#### [WORK REQUIRED]
Entries follow. Return each line that contains the word "before".
── MATERIAL SUPPLIED
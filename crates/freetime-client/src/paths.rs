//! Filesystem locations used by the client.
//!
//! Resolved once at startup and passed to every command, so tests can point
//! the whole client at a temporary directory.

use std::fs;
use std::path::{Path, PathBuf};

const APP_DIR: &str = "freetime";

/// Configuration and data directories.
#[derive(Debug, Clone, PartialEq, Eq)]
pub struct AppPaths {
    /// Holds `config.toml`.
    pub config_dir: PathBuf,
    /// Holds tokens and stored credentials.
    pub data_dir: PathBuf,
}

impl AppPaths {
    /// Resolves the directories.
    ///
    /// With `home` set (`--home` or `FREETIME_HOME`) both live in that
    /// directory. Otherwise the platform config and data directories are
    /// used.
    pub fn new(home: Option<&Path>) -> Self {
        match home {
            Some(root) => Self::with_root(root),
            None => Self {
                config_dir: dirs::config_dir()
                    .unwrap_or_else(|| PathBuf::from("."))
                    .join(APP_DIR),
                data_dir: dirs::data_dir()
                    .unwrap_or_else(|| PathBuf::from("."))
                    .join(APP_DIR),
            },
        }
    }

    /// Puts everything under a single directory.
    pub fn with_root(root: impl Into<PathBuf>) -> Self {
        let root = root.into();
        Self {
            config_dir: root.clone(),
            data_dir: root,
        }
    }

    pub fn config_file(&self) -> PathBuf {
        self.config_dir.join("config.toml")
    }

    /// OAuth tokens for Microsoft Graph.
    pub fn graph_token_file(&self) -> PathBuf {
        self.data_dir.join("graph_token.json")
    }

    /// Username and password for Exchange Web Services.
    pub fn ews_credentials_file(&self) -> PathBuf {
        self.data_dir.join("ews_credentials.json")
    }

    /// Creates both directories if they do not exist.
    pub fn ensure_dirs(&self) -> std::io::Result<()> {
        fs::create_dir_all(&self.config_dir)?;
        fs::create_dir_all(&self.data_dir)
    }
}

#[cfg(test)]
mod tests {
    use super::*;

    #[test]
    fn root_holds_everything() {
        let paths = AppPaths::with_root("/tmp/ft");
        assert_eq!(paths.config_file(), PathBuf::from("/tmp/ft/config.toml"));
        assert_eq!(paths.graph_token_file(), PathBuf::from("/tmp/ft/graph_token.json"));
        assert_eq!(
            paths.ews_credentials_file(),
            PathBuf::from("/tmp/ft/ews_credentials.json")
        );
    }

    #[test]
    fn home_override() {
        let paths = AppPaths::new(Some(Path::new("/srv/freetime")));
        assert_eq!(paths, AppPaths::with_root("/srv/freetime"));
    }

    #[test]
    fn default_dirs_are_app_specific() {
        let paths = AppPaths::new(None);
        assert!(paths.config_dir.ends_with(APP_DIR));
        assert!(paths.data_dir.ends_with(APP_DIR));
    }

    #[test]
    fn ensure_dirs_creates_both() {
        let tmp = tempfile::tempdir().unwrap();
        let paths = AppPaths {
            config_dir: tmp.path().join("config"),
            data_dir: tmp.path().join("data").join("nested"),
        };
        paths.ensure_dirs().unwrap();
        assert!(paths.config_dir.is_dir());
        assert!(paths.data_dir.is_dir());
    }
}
────
── MATERIAL SUPPLIED
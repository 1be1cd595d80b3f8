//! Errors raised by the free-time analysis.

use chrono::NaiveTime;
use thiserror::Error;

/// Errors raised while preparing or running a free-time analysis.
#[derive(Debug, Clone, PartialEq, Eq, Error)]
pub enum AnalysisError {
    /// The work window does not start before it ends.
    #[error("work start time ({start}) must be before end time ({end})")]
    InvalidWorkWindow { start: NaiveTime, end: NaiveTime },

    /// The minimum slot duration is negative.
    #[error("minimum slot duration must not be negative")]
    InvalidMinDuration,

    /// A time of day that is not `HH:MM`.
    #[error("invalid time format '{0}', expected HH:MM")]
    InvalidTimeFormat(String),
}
────
#### [ANSWER BELOW]
    /// The work window does not start before it ends.
    #[error("work start time ({start}) must be before end time ({end})")]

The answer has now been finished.